Yeah, these are boatloads of sched_yield(); technically they are totally unnecessary.

Problem is that GROMACS implemented own synchronization primitives and
implemented them pretty badly -- here's one example (most frequently executed
sched_yield).

TMPI_YIELD_WAIT(ev) is a macro that gets (on Linux) expanded to sched_yield() -- FYI.
Code:
int tMPI_Event_wait(tMPI_Event *ev) 
{
    int ret;
    /* for most OSes yielding waits result in much better performance 
       (by an order of magnitude) than using the OS-provided wait functions 
       such as pthread_cond_wait().
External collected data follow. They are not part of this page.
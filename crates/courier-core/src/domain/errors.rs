//! Errors - エラー型と分類
//!
//! - `CollaboratorError`: Planner / Executor 呼び出しの失敗。scheduler 内で RETRY 相当に変換され、外へは伝播しない
//! - `StoreError`: 永続化の失敗。ログに残すだけで scheduling loop は止めない
//! - `CourierError`: 呼び出し側（submit / status / 起動時の設定・構築）へ返すエラー

use thiserror::Error;

use super::ids::TaskId;
use super::status::TaskStatus;

#[derive(Debug, Clone, PartialEq, Eq, Error)]
pub enum CollaboratorError {
    /// Network / RPC failure reaching the collaborator.
    #[error("transport error: {0}")]
    Transport(String),

    /// The collaborator ran but its tooling failed (process crash, timeout, ...).
    #[error("tooling error: {0}")]
    Tooling(String),

    /// Structured data was expected but not received.
    #[error("malformed response: {0}")]
    Malformed(String),
}

#[derive(Debug, Error)]
pub enum StoreError {
    #[error("io error: {0}")]
    Io(#[from] std::io::Error),

    #[error("serialization error: {0}")]
    Serialization(#[from] serde_json::Error),

    #[error("task {0} is already dead-lettered")]
    AlreadyDeadLettered(TaskId),
}

#[derive(Debug, Error)]
pub enum CourierError {
    #[error("task not found: {0}")]
    NotFound(TaskId),

    #[error("invalid submission: {0}")]
    Validation(String),

    #[error("task {0} is already {1}")]
    AlreadyTerminal(TaskId, TaskStatus),

    #[error("task {0} is already queued")]
    AlreadyQueued(TaskId),

    #[error(transparent)]
    Store(#[from] StoreError),

    #[error(transparent)]
    Config(#[from] crate::config::ConfigError),

    #[error(transparent)]
    Build(#[from] crate::app::BuildError),
}
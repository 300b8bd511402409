//! Envelope: the per-task control state of the lifecycle state machine.
//!
//! The envelope is owned by exactly one task and holds everything the
//! scheduler consults to decide between retry, escalation and termination.

use std::fmt;

use serde::{Deserialize, Serialize};

use super::ids::SessionId;

/// Execution strategy currently applied to a task.
#[derive(Debug, Clone, Copy, PartialEq, Eq, Hash, Serialize, Deserialize)]
#[serde(rename_all = "SCREAMING_SNAKE_CASE")]
pub enum ExecutionMode {
    /// Direct command execution; interactive steps are skipped.
    #[serde(alias = "execute")]
    Execute,

    /// Interactive execution with observation artifacts.
    #[serde(alias = "supervise")]
    Supervise,

    /// Deep analysis by the planner; the executor is bypassed.
    #[serde(alias = "architect")]
    Architect,
}

impl fmt::Display for ExecutionMode {
    fn fmt(&self, f: &mut fmt::Formatter<'_>) -> fmt::Result {
        let s = match self {
            ExecutionMode::Execute => "EXECUTE",
            ExecutionMode::Supervise => "SUPERVISE",
            ExecutionMode::Architect => "ARCHITECT",
        };
        f.write_str(s)
    }
}

/// Returned by [`Envelope::begin_hop`] when the hop budget is spent.
#[derive(Debug, Clone, Copy, PartialEq, Eq, thiserror::Error)]
#[error("ttl exhausted: {hops}/{ttl_max} hops used")]
pub struct TtlExhausted {
    pub hops: u32,
    pub ttl_max: u32,
}

#[derive(Debug, Clone, PartialEq, Serialize, Deserialize)]
pub struct Envelope {
    pub mode: ExecutionMode,

    /// Planning/execution cycles consumed so far.
    pub hops: u32,

    /// Hard ceiling on `hops`.
    pub ttl_max: u32,

    pub consecutive_failures: u32,
    pub consecutive_successes: u32,

    /// Set when the failure threshold forced `Architect`.
    pub escalated: bool,

    /// Observed environment fingerprints, append-only.
    #[serde(default)]
    pub state_hashes: Vec<String>,

    /// Executor sessions spawned for this task, append-only.
    #[serde(default)]
    pub session_ids: Vec<SessionId>,
}

impl Envelope {
    pub fn new(mode: ExecutionMode, ttl_max: u32) -> Self {
        Self {
            mode,
            hops: 0,
            ttl_max,
            consecutive_failures: 0,
            consecutive_successes: 0,
            escalated: false,
            state_hashes: Vec::new(),
            session_ids: Vec::new(),
        }
    }

    pub fn ttl_exhausted(&self) -> bool {
        self.hops >= self.ttl_max
    }

    /// Consume one hop. Never lets `hops` pass `ttl_max`.
    pub fn begin_hop(&mut self) -> Result<u32, TtlExhausted> {
        if self.ttl_exhausted() {
            return Err(TtlExhausted {
                hops: self.hops,
                ttl_max: self.ttl_max,
            });
        }
        self.hops += 1;
        Ok(self.hops)
    }

    pub fn record_success(&mut self) {
        self.consecutive_successes += 1;
        self.consecutive_failures = 0;
    }

    pub fn record_failure(&mut self) {
        self.consecutive_failures += 1;
        self.consecutive_successes = 0;
    }

    /// Force deep-analysis mode after a failure streak.
    pub fn escalate(&mut self) {
        self.mode = ExecutionMode::Architect;
        self.escalated = true;
    }

    /// Reverse an escalation after a recovery streak.
    pub fn de_escalate(&mut self) {
        self.mode = ExecutionMode::Execute;
        self.escalated = false;
    }

    /// Return to plain execution once analysis produced a revised plan.
    /// `escalated` stays set; only a recovery streak clears it.
    pub fn resume_execute(&mut self) {
        self.mode = ExecutionMode::Execute;
    }

    pub fn record_state_hash(&mut self, hash: impl Into<String>) {
        self.state_hashes.push(hash.into());
    }

    pub fn record_session(&mut self, session_id: SessionId) {
        self.session_ids.push(session_id);
    }
}
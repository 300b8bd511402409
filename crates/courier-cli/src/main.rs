//! `courier` - drive the task scheduler against scripted collaborators and
//! inspect persisted task records.

mod logging;

use std::fs;
use std::path::{Path, PathBuf};
use std::sync::Arc;
use std::time::Duration;

use anyhow::{Context, Result};
use clap::{Parser, Subcommand};
use courier_core::app::{App, MessageReply, SchedulerBuilder};
use courier_core::config::{CourierConfig, load_config, write_config};
use courier_core::domain::{Task, TaskId};
use courier_core::impls::{FileTaskStore, Script, ScriptedExecutor, ScriptedPlanner};
use courier_core::observability::{QueueCounts, TaskSummary};
use tracing::info;

#[derive(Parser)]
#[command(
    name = "courier",
    version,
    about = "Task dispatch with retry, escalation and TTL-bounded lifecycles"
)]
struct Cli {
    /// Path to the TOML config. Missing file means defaults.
    #[arg(long, global = true, env = "COURIER_CONFIG", default_value = "courier.toml")]
    config: PathBuf,

    /// Override `store.dir` from the config.
    #[arg(long, global = true, env = "COURIER_STORE_DIR")]
    store_dir: Option<PathBuf>,

    /// Log at info level unless RUST_LOG is set.
    #[arg(short, long, global = true)]
    verbose: bool,

    #[command(subcommand)]
    command: Command,
}

#[derive(Subcommand)]
enum Command {
    /// Submit every task in a script, run the scheduler until idle, print the results.
    Simulate {
        /// JSON script with tasks, verdicts and canned answers.
        #[arg(long)]
        script: PathBuf,

        /// Use the polling control loop instead of stepping rounds directly.
        #[arg(long)]
        live: bool,
    },
    /// Send a free-text message: simple ones are answered, others become tasks.
    Message {
        text: String,

        #[arg(long)]
        script: Option<PathBuf>,
    },
    /// Print the full record of one task as JSON.
    Status { task_id: TaskId },
    /// List tasks, most recent first.
    List,
    /// List dead-lettered tasks.
    DeadLetters,
    /// Print the effective config as TOML.
    Config {
        /// Also write it to the config path.
        #[arg(long)]
        write: bool,
    },
}

#[tokio::main]
async fn main() {
    let cli = Cli::parse();
    logging::init(cli.verbose);
    if let Err(err) = run(cli).await {
        eprintln!("{:#}", err);
        std::process::exit(1);
    }
}

async fn run(cli: Cli) -> Result<()> {
    let mut config = load_config(&cli.config)
        .with_context(|| format!("load config {}", cli.config.display()))?;
    if let Some(dir) = cli.store_dir {
        config.store.dir = dir;
    }

    match cli.command {
        Command::Simulate { script, live } => cmd_simulate(&config, &script, live).await,
        Command::Message { text, script } => cmd_message(&config, &text, script.as_deref()).await,
        Command::Status { task_id } => cmd_status(&config, task_id).await,
        Command::List => cmd_list(&config).await,
        Command::DeadLetters => cmd_dead_letters(&config).await,
        Command::Config { write } => cmd_config(&config, &cli.config, write),
    }
}

fn read_script(path: &Path) -> Result<Script> {
    let raw = fs::read_to_string(path).with_context(|| format!("read {}", path.display()))?;
    Script::from_json(&raw).with_context(|| format!("parse script {}", path.display()))
}

fn build_app(config: &CourierConfig, script: &Script) -> Result<App> {
    let app = SchedulerBuilder::new()
        .planner(Arc::new(ScriptedPlanner::from_script(script)))
        .executor(Arc::new(ScriptedExecutor::from_script(script)))
        .store(Arc::new(FileTaskStore::new(&config.store.dir)))
        .config(config)
        .build()
        .context("build scheduler")?;
    Ok(app)
}

async fn cmd_simulate(config: &CourierConfig, script_path: &Path, live: bool) -> Result<()> {
    let script = read_script(script_path)?;
    let app = build_app(config, &script)?;

    let recovered = app.scheduler.recover().await.context("recover task records")?;
    if recovered > 0 {
        println!("recovered {recovered} unfinished task(s)");
    }

    let mut submitted = Vec::with_capacity(script.tasks.len());
    for scripted in &script.tasks {
        let (task_id, _) = app
            .service
            .submit(scripted.submission())
            .await
            .with_context(|| format!("submit '{}'", scripted.description))?;
        submitted.push(task_id);
    }
    info!(tasks = submitted.len(), live, "simulation started");

    let counts = if live {
        run_live(&app, config).await
    } else {
        app.scheduler.drain().await
    };

    for task_id in submitted {
        let task = app.service.status(task_id).await?;
        print_summary(&task);
    }
    print_counts(&counts);
    Ok(())
}

async fn run_live(app: &App, config: &CourierConfig) -> QueueCounts {
    let handle = app.scheduler.spawn();
    let poll = config.scheduler.poll_interval().min(Duration::from_millis(50));
    while !app.scheduler.is_idle().await {
        tokio::time::sleep(poll).await;
    }
    handle.shutdown_and_join().await;
    app.scheduler.counts().await
}

async fn cmd_message(config: &CourierConfig, text: &str, script: Option<&Path>) -> Result<()> {
    let script = match script {
        Some(path) => read_script(path)?,
        None => Script::default(),
    };
    let app = build_app(config, &script)?;

    match app.service.handle_message(text).await? {
        MessageReply::Answer { text } => println!("{text}"),
        MessageReply::Queued { task_id } => {
            println!("queued {task_id}");
            app.scheduler.drain().await;
            print_summary(&app.service.status(task_id).await?);
        }
    }
    Ok(())
}

async fn cmd_status(config: &CourierConfig, task_id: TaskId) -> Result<()> {
    let app = build_app(config, &Script::default())?;
    let task = app.service.status(task_id).await?;
    println!("{}", serde_json::to_string_pretty(&task)?);
    Ok(())
}

async fn cmd_list(config: &CourierConfig) -> Result<()> {
    let app = build_app(config, &Script::default())?;
    for task in app.service.list().await? {
        print_summary(&task);
    }
    Ok(())
}

async fn cmd_dead_letters(config: &CourierConfig) -> Result<()> {
    let app = build_app(config, &Script::default())?;
    for task in app.service.dead_letters().await? {
        print_summary(&task);
        if let Some(error) = &task.last_error {
            println!("    last error: {error}");
        }
    }
    Ok(())
}

fn cmd_config(config: &CourierConfig, path: &Path, write: bool) -> Result<()> {
    if write {
        write_config(path, config).with_context(|| format!("write {}", path.display()))?;
    }
    print!("{}", config.to_toml().context("render config")?);
    Ok(())
}

fn print_summary(task: &Task) {
    let s = TaskSummary::from(task);
    println!(
        "{}  {:<13} {:<9} hops {}/{}{}  {}",
        s.id,
        s.status.as_str(),
        s.mode.to_string(),
        s.hops,
        s.ttl_max,
        if s.escalated { " escalated" } else { "" },
        s.description
    );
}

fn print_counts(counts: &QueueCounts) {
    println!(
        "pending {} processing {} completed {} needs-human {} dead-lettered {}",
        counts.pending,
        counts.processing,
        counts.completed,
        counts.needs_human,
        counts.dead_lettered
    );
}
That's why we do a busy-wait loop here.*/
    while( (tMPI_Atomic_get(&(ev->sync)) - (ev->last_sync)) <= 0 )
    { 
        TMPI_YIELD_WAIT(ev);
    }
    tMPI_Atomic_memory_barrier_acq(); 
    ret=tMPI_Atomic_get(&(ev->sync)) - (ev->last_sync); 
    return ret;
}

First off, I'm doubting the claim in the comment.

Second, using sched_yield() is generally a bad idea.
Programmer has no way of knowing what and when scheduler is going to do (there's
no guarantee that some _other_ thread will be scheduled or _when_ the reschedule will
occur).
Plus, what's more important, and what you've observed, on multi-processor machines
where each worker thread gets to "own" a processor these sched_yield() invocations
offer even less benefit -- if you're the only running thread on a processor there's no
other thread to yield to [!] -- all worker threads are executing simultaneously.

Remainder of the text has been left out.